▸ DATASET RECORDS:
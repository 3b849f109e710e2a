//! Redis-backed epoch store.
//!
//! Each state vector is stored as JSON under `<prefix><epoch>`; a Redis set
//! under the index key holds the stored epochs. Bulk writes go through one
//! MULTI/EXEC transaction so readers never see a half-replaced store.

use std::collections::BTreeMap;
use std::time::Duration;

use async_trait::async_trait;
use redis::aio::MultiplexedConnection;
use redis::AsyncCommands;
use tracing::{debug, error, info, instrument, warn};

use iss_core::error::{IssError, Result};
use iss_core::traits::EpochStore;
use iss_core::types::StateVector;

/// Redis connection settings.
#[derive(Clone, Debug)]
pub struct RedisConfig {
    /// Connection URL, e.g. `redis://redis-db:6379/0`
    pub url: String,
    /// Key prefix for state vectors
    pub key_prefix: String,
    /// Set of stored epochs
    pub index_key: String,
    /// Connection attempts before giving up
    pub max_attempts: u32,
    /// Pause between attempts
    pub retry_delay: Duration,
}

impl RedisConfig {
    /// Creates a config for `url` with default prefix and retry policy.
    pub fn new(url: impl Into<String>) -> Self {
        Self {
            url: url.into(),
            key_prefix: "iss:epoch:".into(),
            index_key: "iss:epochs".into(),
            max_attempts: 5,
            retry_delay: Duration::from_secs(2),
        }
    }
}

/// State vector store kept in Redis.
pub struct RedisStore {
    conn: MultiplexedConnection,
    key_prefix: String,
    index_key: String,
}

impl RedisStore {
    /// Connects, retrying per `config` while the server is not up yet.
    #[instrument(skip(config), fields(url = %config.url))]
    pub async fn connect_with_retry(config: RedisConfig) -> Result<Self> {
        let client = redis::Client::open(config.url.as_str())
            .map_err(|e| IssError::ConfigError(format!("Invalid Redis URL: {}", e)))?;

        let mut last_error = String::new();
        for attempt in 1..=config.max_attempts {
            match client.get_multiplexed_tokio_connection().await {
                Ok(mut conn) => {
                    let pong: redis::RedisResult<String> =
                        redis::cmd("PING").query_async(&mut conn).await;
                    match pong {
                        Ok(_) => {
                            info!(attempt, "Connected to Redis");
                            return Ok(Self {
                                conn,
                                key_prefix: config.key_prefix,
                                index_key: config.index_key,
                            });
                        }
                        Err(e) => last_error = e.to_string(),
                    }
                }
                Err(e) => last_error = e.to_string(),
            }

            if attempt < config.max_attempts {
                warn!(
                    attempt,
                    retry_in_secs = config.retry_delay.as_secs(),
                    error = %last_error,
                    "Redis connection attempt failed, retrying"
                );
                tokio::time::sleep(config.retry_delay).await;
            }
        }

        error!(attempts = config.max_attempts, "Redis connection failed");
        Err(IssError::StoreUnavailable {
            attempts: config.max_attempts,
            reason: last_error,
        })
    }

    fn key(&self, epoch: &str) -> String {
        epoch_key(&self.key_prefix, epoch)
    }

    async fn members(&self) -> Result<Vec<String>> {
        let mut conn = self.conn.clone();
        conn.smembers(&self.index_key).await.map_err(store_error)
    }

    async fn exec(&self, pipe: &redis::Pipeline) -> Result<()> {
        let mut conn = self.conn.clone();
        pipe.query_async::<_, ()>(&mut conn)
            .await
            .map_err(store_error)
    }
}

fn store_error(err: redis::RedisError) -> IssError {
    IssError::StoreError(err.to_string())
}

fn epoch_key(prefix: &str, epoch: &str) -> String {
    format!("{}{}", prefix, epoch)
}

/// Builds one MULTI/EXEC transaction that drops `old` epochs and the index,
/// then writes `fresh` and rebuilds the index from it.
fn replace_pipeline(
    key_prefix: &str,
    index_key: &str,
    old: &[String],
    fresh: &BTreeMap<String, String>,
) -> redis::Pipeline {
    let mut pipe = redis::pipe();
    pipe.atomic();

    let stale: Vec<String> = old
        .iter()
        .filter(|epoch| !fresh.contains_key(*epoch))
        .map(|epoch| epoch_key(key_prefix, epoch))
        .collect();
    if !stale.is_empty() {
        pipe.del(stale).ignore();
    }
    pipe.del(index_key).ignore();

    for (epoch, payload) in fresh {
        pipe.set(epoch_key(key_prefix, epoch), payload).ignore();
    }
    if !fresh.is_empty() {
        let epochs: Vec<&String> = fresh.keys().collect();
        pipe.sadd(index_key, epochs).ignore();
    }
    pipe
}

#[async_trait]
impl EpochStore for RedisStore {
    async fn put(&self, epoch: &str, vector: StateVector) -> Result<()> {
        let payload = serde_json::to_string(&vector)?;
        let mut pipe = redis::pipe();
        pipe.atomic()
            .set(self.key(epoch), payload)
            .ignore()
            .sadd(&self.index_key, epoch)
            .ignore();
        self.exec(&pipe).await
    }

    async fn get(&self, epoch: &str) -> Result<StateVector> {
        let mut conn = self.conn.clone();
        let payload: Option<String> = conn.get(self.key(epoch)).await.map_err(store_error)?;
        match payload {
            Some(json) => Ok(serde_json::from_str(&json)?),
            None => Err(IssError::EpochNotFound(epoch.to_string())),
        }
    }

    async fn list(&self) -> Result<Vec<String>> {
        let mut epochs = self.members().await?;
        epochs.sort();
        Ok(epochs)
    }

    async fn clear(&self) -> Result<()> {
        let old = self.members().await?;
        let pipe = replace_pipeline(&self.key_prefix, &self.index_key, &old, &BTreeMap::new());
        self.exec(&pipe).await?;
        debug!(removed = old.len(), "Cleared Redis epochs");
        Ok(())
    }

    async fn len(&self) -> Result<usize> {
        let mut conn = self.conn.clone();
        conn.scard(&self.index_key).await.map_err(store_error)
    }

    async fn replace_all(&self, vectors: Vec<StateVector>) -> Result<usize> {
        let mut fresh = BTreeMap::new();
        for vector in vectors {
            let payload = serde_json::to_string(&vector)?;
            fresh.insert(vector.epoch, payload);
        }

        let old = self.members().await?;
        let pipe = replace_pipeline(&self.key_prefix, &self.index_key, &old, &fresh);
        self.exec(&pipe).await?;

        debug!(count = fresh.len(), dropped = old.len(), "Replaced Redis epochs");
        Ok(fresh.len())
    }
}

#[cfg(test)]
mod tests {
    use super::*;

    #[test]
    fn test_config_defaults() {
        let config = RedisConfig::new("redis://localhost:6379/0");
        assert_eq!(config.key_prefix, "iss:epoch:");
        assert_eq!(config.index_key, "iss:epochs");
        assert_eq!(config.max_attempts, 5);
        assert_eq!(config.retry_delay, Duration::from_secs(2));
    }

    #[tokio::test]
    async fn test_connect_rejects_bad_url() {
        let result = RedisStore::connect_with_retry(RedisConfig::new("not a url")).await;
        assert!(matches!(result, Err(IssError::ConfigError(_))));
    }

    fn packed(pipe: &redis::Pipeline) -> String {
        String::from_utf8_lossy(&pipe.get_packed_pipeline()).into_owned()
    }

    fn payloads(epochs: &[&str]) -> BTreeMap<String, String> {
        epochs
            .iter()
            .map(|e| (e.to_string(), format!("{{\"epoch\":\"{}\"}}", e)))
            .collect()
    }

    #[test]
    fn test_replace_is_one_transaction() {
        let old = vec!["2024-046T00:00:00.000Z".to_string()];
        let fresh = payloads(&["2024-047T12:00:00.000Z", "2024-047T12:04:00.000Z"]);
        let wire = packed(&replace_pipeline("iss:epoch:", "iss:epochs", &old, &fresh));

        assert!(wire.starts_with("*1\r\n$5\r\nMULTI\r\n"));
        assert!(wire.ends_with("*1\r\n$4\r\nEXEC\r\n"));
        assert!(wire.contains("iss:epoch:2024-046T00:00:00.000Z"));
        assert_eq!(wire.matches("\r\nSET\r\n").count(), 2);
        assert_eq!(wire.matches("\r\nSADD\r\n").count(), 1);
    }

    #[test]
    fn test_replace_keeps_overlapping_keys() {
        // Epochs present in both old and new are overwritten, not deleted.
        let old = vec!["2024-047T12:00:00.000Z".to_string()];
        let fresh = payloads(&["2024-047T12:00:00.000Z"]);
        let wire = packed(&replace_pipeline("iss:epoch:", "iss:epochs", &old, &fresh));

        // Only the index is deleted.
        assert_eq!(wire.matches("\r\nDEL\r\n").count(), 1);
        assert!(wire.contains("iss:epochs"));
    }

    #[test]
    fn test_clear_pipeline_empties_index() {
        let old = vec!["a".to_string(), "b".to_string()];
        let wire = packed(&replace_pipeline("iss:epoch:", "iss:epochs", &old, &BTreeMap::new()));

        assert_eq!(wire.matches("\r\nDEL\r\n").count(), 2);
        assert!(wire.contains("iss:epoch:a") && wire.contains("iss:epoch:b"));
        assert!(!wire.contains("SET") && !wire.contains("SADD"));
    }
}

▸ TASK TO COMPLETE: What is needed is an exact copy of the lines from the start of the listing through the line where "use async_trait::async_trait;" sits, please, both end lines included and nothing more.

▸ SOLUTION TO THIS TASK:
repository 3b849f109e710e2a
//! Redis-backed epoch store.
//!
//! Each state vector is stored as JSON under `<prefix><epoch>`; a Redis set
//! under the index key holds the stored epochs. Bulk writes go through one
//! MULTI/EXEC transaction so readers never see a half-replaced store.

use std::collections::BTreeMap;
use std::time::Duration;

use async_trait::async_trait;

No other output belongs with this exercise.